● EXERCISE INSTRUCTIONS: From the entries, copy out every line in which the word "ImageId" is found.

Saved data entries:

#####

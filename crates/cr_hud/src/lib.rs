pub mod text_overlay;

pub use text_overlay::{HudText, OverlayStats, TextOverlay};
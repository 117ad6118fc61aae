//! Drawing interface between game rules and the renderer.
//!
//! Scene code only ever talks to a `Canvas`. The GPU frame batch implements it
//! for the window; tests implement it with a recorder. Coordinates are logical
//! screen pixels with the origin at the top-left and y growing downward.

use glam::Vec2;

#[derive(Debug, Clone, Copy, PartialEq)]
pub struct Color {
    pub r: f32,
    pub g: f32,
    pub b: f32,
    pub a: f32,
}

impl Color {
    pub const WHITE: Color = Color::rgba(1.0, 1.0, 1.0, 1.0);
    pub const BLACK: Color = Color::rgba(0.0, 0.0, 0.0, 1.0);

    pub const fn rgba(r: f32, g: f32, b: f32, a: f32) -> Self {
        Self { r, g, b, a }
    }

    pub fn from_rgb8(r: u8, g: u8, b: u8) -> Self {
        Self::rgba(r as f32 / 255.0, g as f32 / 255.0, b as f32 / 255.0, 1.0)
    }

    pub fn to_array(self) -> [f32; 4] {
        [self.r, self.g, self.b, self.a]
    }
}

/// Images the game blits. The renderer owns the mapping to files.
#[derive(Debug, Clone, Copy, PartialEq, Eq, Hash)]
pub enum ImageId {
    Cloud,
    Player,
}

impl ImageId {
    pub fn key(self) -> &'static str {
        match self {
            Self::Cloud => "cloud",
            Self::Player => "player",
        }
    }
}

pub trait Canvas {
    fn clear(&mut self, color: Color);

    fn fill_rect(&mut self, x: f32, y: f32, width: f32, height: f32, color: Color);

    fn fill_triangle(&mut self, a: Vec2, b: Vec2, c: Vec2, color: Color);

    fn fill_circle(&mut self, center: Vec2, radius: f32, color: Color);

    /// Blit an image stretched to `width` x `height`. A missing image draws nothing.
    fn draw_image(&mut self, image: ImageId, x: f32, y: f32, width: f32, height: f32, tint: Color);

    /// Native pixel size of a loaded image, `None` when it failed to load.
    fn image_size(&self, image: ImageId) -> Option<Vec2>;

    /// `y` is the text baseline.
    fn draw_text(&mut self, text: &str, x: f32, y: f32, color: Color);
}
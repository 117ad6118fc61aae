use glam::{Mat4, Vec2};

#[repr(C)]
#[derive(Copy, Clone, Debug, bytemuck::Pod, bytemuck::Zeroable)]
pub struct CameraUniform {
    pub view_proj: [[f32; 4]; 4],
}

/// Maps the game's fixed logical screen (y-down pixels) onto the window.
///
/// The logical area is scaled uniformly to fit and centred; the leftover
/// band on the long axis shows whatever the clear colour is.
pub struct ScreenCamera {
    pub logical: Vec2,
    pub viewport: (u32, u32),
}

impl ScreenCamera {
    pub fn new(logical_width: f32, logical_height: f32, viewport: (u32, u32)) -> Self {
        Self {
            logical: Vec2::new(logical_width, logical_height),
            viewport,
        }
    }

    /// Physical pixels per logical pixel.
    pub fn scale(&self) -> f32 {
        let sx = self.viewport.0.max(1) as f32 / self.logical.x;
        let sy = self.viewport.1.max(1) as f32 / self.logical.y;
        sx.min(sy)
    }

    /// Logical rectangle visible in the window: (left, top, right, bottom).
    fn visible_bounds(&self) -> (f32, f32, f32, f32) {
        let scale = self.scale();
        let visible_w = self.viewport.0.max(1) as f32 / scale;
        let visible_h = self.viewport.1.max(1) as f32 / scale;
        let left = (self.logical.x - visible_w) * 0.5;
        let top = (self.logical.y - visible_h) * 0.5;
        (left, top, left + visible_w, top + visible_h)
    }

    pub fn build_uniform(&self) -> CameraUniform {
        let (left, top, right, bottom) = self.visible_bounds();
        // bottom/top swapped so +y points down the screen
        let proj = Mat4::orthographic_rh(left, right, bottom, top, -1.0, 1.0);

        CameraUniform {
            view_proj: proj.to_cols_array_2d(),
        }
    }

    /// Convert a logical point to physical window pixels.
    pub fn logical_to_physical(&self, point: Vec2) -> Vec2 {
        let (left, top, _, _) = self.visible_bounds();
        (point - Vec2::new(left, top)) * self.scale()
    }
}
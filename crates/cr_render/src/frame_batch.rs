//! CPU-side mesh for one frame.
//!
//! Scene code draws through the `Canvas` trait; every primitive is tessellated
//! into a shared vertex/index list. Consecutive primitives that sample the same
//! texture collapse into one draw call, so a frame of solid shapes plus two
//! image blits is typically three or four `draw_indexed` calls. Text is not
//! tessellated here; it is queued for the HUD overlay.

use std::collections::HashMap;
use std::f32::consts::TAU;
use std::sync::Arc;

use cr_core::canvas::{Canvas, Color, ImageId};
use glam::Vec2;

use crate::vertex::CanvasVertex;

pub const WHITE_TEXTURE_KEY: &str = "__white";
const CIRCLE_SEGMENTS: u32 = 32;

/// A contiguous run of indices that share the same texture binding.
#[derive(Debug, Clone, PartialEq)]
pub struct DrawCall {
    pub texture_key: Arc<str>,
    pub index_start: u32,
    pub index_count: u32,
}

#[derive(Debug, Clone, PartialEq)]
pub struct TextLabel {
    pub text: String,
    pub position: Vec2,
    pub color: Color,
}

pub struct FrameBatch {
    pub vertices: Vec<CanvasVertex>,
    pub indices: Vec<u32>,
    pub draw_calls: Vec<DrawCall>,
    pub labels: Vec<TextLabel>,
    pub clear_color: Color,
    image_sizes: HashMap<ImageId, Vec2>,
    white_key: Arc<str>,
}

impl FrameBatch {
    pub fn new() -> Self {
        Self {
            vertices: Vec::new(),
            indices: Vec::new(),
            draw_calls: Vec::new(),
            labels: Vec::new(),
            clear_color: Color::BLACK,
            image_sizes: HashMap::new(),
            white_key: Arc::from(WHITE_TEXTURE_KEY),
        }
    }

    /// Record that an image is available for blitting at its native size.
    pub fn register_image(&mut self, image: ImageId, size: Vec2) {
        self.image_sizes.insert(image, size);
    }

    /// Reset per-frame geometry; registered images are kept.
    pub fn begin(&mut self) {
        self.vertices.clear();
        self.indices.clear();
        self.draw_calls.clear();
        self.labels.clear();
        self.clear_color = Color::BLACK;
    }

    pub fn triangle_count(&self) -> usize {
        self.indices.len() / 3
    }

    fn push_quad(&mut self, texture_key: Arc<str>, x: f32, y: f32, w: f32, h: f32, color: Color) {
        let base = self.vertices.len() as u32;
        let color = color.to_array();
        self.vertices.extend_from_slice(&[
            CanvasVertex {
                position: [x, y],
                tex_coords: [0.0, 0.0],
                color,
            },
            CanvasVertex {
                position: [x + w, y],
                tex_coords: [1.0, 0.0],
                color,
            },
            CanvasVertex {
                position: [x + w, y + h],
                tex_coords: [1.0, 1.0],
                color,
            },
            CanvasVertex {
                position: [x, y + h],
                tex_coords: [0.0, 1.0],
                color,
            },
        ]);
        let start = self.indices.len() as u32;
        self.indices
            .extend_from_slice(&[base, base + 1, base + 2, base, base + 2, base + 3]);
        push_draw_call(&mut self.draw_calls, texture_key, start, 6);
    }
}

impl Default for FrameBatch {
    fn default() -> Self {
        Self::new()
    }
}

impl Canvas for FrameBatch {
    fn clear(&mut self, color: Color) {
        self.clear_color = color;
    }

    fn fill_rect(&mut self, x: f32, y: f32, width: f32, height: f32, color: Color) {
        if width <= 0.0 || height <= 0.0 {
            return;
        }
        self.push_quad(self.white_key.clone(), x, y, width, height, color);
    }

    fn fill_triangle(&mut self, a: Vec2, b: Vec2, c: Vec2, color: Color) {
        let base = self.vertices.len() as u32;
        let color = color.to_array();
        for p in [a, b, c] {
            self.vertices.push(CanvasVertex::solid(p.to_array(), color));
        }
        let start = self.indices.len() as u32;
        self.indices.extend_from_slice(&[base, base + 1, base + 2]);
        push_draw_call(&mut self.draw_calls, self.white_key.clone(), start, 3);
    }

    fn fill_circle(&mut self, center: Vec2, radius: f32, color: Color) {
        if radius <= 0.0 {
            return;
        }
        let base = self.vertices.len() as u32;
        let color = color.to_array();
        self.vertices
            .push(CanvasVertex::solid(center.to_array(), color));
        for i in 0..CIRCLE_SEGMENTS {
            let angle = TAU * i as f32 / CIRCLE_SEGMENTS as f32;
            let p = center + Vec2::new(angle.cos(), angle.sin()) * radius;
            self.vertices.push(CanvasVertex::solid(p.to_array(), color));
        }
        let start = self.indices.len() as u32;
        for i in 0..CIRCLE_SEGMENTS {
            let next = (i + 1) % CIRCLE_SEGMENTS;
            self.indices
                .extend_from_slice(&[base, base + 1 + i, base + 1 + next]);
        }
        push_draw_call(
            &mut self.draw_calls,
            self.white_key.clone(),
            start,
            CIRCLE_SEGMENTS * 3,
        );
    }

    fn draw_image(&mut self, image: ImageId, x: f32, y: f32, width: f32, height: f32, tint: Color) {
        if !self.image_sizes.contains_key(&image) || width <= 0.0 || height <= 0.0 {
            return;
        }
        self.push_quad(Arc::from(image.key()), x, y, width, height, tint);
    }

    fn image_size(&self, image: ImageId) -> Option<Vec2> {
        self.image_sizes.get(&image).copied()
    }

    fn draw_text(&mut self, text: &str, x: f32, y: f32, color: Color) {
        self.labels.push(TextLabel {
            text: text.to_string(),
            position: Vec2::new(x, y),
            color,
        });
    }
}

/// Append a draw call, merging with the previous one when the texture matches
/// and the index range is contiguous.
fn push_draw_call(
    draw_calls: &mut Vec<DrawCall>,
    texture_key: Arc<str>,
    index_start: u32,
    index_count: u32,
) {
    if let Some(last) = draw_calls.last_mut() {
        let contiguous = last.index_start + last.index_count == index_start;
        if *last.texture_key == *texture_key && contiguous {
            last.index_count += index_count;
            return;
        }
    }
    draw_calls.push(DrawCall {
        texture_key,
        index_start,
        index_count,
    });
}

#####

● ANSWER SECTION:
pub enum ImageId {
impl ImageId {
    fn draw_image(&mut self, image: ImageId, x: f32, y: f32, width: f32, height: f32, tint: Color);
    fn image_size(&self, image: ImageId) -> Option<Vec2>;
use cr_core::canvas::{Canvas, Color, ImageId};
    image_sizes: HashMap<ImageId, Vec2>,
    pub fn register_image(&mut self, image: ImageId, size: Vec2) {
    fn draw_image(&mut self, image: ImageId, x: f32, y: f32, width: f32, height: f32, tint: Color) {
    fn image_size(&self, image: ImageId) -> Option<Vec2> {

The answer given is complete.